=== DATASET ===
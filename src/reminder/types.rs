//! Data types for persisted reminders.

use crate::schedule::Schedule;
use chrono::{DateTime, Utc};
use serde::{Deserialize, Serialize};

/// One pending firing of one schedule.
#[derive(Debug, Clone, PartialEq, Serialize, Deserialize)]
#[serde(rename_all = "camelCase")]
pub struct Occurrence {
    /// Position of the owning schedule in the reminder's `schedules`.
    pub schedule_index: usize,
    /// When this occurrence becomes due.
    pub time: DateTime<Utc>,
    /// True once a notification has been raised for it.
    #[serde(default)]
    pub notified: bool,
}

impl Occurrence {
    pub fn new(schedule_index: usize, time: DateTime<Utc>) -> Self {
        Self {
            schedule_index,
            time,
            notified: false,
        }
    }
}

/// The two persisted timing shapes, resolved once at load time.
///
/// Old records carry a single `time` + `notified` pair; new records carry
/// `schedules` with positional `nextExecutions`. The shapes are mutually
/// exclusive and both must keep round-tripping.
#[derive(Debug, Clone, PartialEq, Serialize, Deserialize)]
#[serde(untagged)]
pub enum Timing {
    #[serde(rename_all = "camelCase")]
    Recurring {
        schedules: Vec<Schedule>,
        next_executions: Vec<Occurrence>,
    },
    Legacy {
        time: DateTime<Utc>,
        #[serde(default)]
        notified: bool,
    },
}

/// A stored reminder (persisted to `.minder/reminders.json`).
#[derive(Debug, Clone, PartialEq, Serialize, Deserialize)]
pub struct Reminder {
    /// Unique identifier (UUID v4 for CLI-created reminders), stable for life.
    pub id: String,
    /// Display title.
    pub title: String,
    /// Optional longer text shown in the notification body.
    #[serde(default, skip_serializing_if = "Option::is_none")]
    pub description: Option<String>,
    /// Terminal flag — a completed reminder generates no further occurrences.
    #[serde(default)]
    pub completed: bool,
    /// Legacy single-time or schedule-driven timing.
    #[serde(flatten)]
    pub timing: Timing,
}

impl Reminder {
    /// True if any occurrence has been notified but not yet acted on.
    ///
    /// The daemon uses this to decide whether an armed re-prompt is still
    /// warranted; a snooze or complete makes it false.
    pub fn has_unacknowledged(&self, now: DateTime<Utc>) -> bool {
        if self.completed {
            return false;
        }
        match &self.timing {
            Timing::Legacy { time, notified } => *notified && *time <= now,
            Timing::Recurring {
                next_executions, ..
            } => next_executions.iter().any(|o| o.notified && o.time <= now),
        }
    }

    /// Earliest pending occurrence time, for sorted listings.
    pub fn next_time(&self) -> Option<DateTime<Utc>> {
        if self.completed {
            return None;
        }
        match &self.timing {
            Timing::Legacy { time, .. } => Some(*time),
            Timing::Recurring {
                next_executions, ..
            } => next_executions.iter().map(|o| o.time).min(),
        }
    }
}

#[cfg(test)]
mod tests {
    use super::*;
    use crate::schedule::{IntervalUnit, RecurrenceRule};
    use chrono::{Duration, TimeZone};

    fn utc(y: i32, mo: u32, d: u32, h: u32, mi: u32) -> DateTime<Utc> {
        Utc.with_ymd_and_hms(y, mo, d, h, mi, 0).unwrap()
    }

    fn interval_schedule(minutes: i64) -> Schedule {
        Schedule::Known(RecurrenceRule::Interval {
            interval_value: minutes,
            interval_unit: IntervalUnit::Minutes,
            interval_end: None,
        })
    }

    #[test]
    fn test_serde_roundtrip_recurring() {
        let r = Reminder {
            id: "abc-123".into(),
            title: "Water the plants".into(),
            description: Some("Kitchen and balcony".into()),
            completed: false,
            timing: Timing::Recurring {
                schedules: vec![interval_schedule(10)],
                next_executions: vec![Occurrence::new(0, utc(2026, 3, 1, 9, 0))],
            },
        };
        let json = serde_json::to_string(&r).unwrap();
        assert!(json.contains(r#""nextExecutions""#), "got: {json}");
        assert!(json.contains(r#""scheduleIndex":0"#), "got: {json}");
        let parsed: Reminder = serde_json::from_str(&json).unwrap();
        assert_eq!(parsed, r);
    }

    #[test]
    fn test_serde_roundtrip_legacy() {
        let r = Reminder {
            id: "old-1".into(),
            title: "Dentist".into(),
            description: None,
            completed: false,
            timing: Timing::Legacy {
                time: utc(2026, 3, 1, 9, 0),
                notified: true,
            },
        };
        let json = serde_json::to_string(&r).unwrap();
        assert!(json.contains(r#""time""#), "got: {json}");
        assert!(!json.contains("schedules"), "got: {json}");
        let parsed: Reminder = serde_json::from_str(&json).unwrap();
        assert_eq!(parsed, r);
    }

    #[test]
    fn test_deserialize_legacy_with_defaults() {
        // Old records may predate the notified flag.
        let json = r#"{
            "id": "old-2",
            "title": "Call mum",
            "time": "2026-03-01T09:00:00Z"
        }"#;
        let r: Reminder = serde_json::from_str(json).unwrap();
        assert!(!r.completed);
        assert!(r.description.is_none());
        assert!(matches!(r.timing, Timing::Legacy { notified: false, .. }));
    }

    #[test]
    fn test_has_unacknowledged_recurring() {
        let now = utc(2026, 3, 1, 10, 0);
        let mut r = Reminder {
            id: "r".into(),
            title: "t".into(),
            description: None,
            completed: false,
            timing: Timing::Recurring {
                schedules: vec![interval_schedule(10)],
                next_executions: vec![Occurrence::new(0, now - Duration::minutes(5))],
            },
        };
        assert!(!r.has_unacknowledged(now));

        if let Timing::Recurring { next_executions, .. } = &mut r.timing {
            next_executions[0].notified = true;
        }
        assert!(r.has_unacknowledged(now));

        r.completed = true;
        assert!(!r.has_unacknowledged(now));
    }

    #[test]
    fn test_has_unacknowledged_ignores_future_time() {
        // A snoozed occurrence is future with notified cleared; even a
        // future time with a stale flag is not pending acknowledgment.
        let now = utc(2026, 3, 1, 10, 0);
        let r = Reminder {
            id: "r".into(),
            title: "t".into(),
            description: None,
            completed: false,
            timing: Timing::Legacy {
                time: now + Duration::minutes(5),
                notified: true,
            },
        };
        assert!(!r.has_unacknowledged(now));
    }

    #[test]
    fn test_next_time_is_earliest_occurrence() {
        let r = Reminder {
            id: "r".into(),
            title: "t".into(),
            description: None,
            completed: false,
            timing: Timing::Recurring {
                schedules: vec![interval_schedule(10), interval_schedule(20)],
                next_executions: vec![
                    Occurrence::new(0, utc(2026, 3, 2, 9, 0)),
                    Occurrence::new(1, utc(2026, 3, 1, 9, 0)),
                ],
            },
        };
        assert_eq!(r.next_time(), Some(utc(2026, 3, 1, 9, 0)));
    }
}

=== WHAT IS BEING ASKED ===
What is needed is each line from the records with the word "bool" in it.

=== OUTPUT OF THE EXERCISE ===
    pub notified: bool,
        notified: bool,
    pub completed: bool,
    pub fn has_unacknowledged(&self, now: DateTime<Utc>) -> bool {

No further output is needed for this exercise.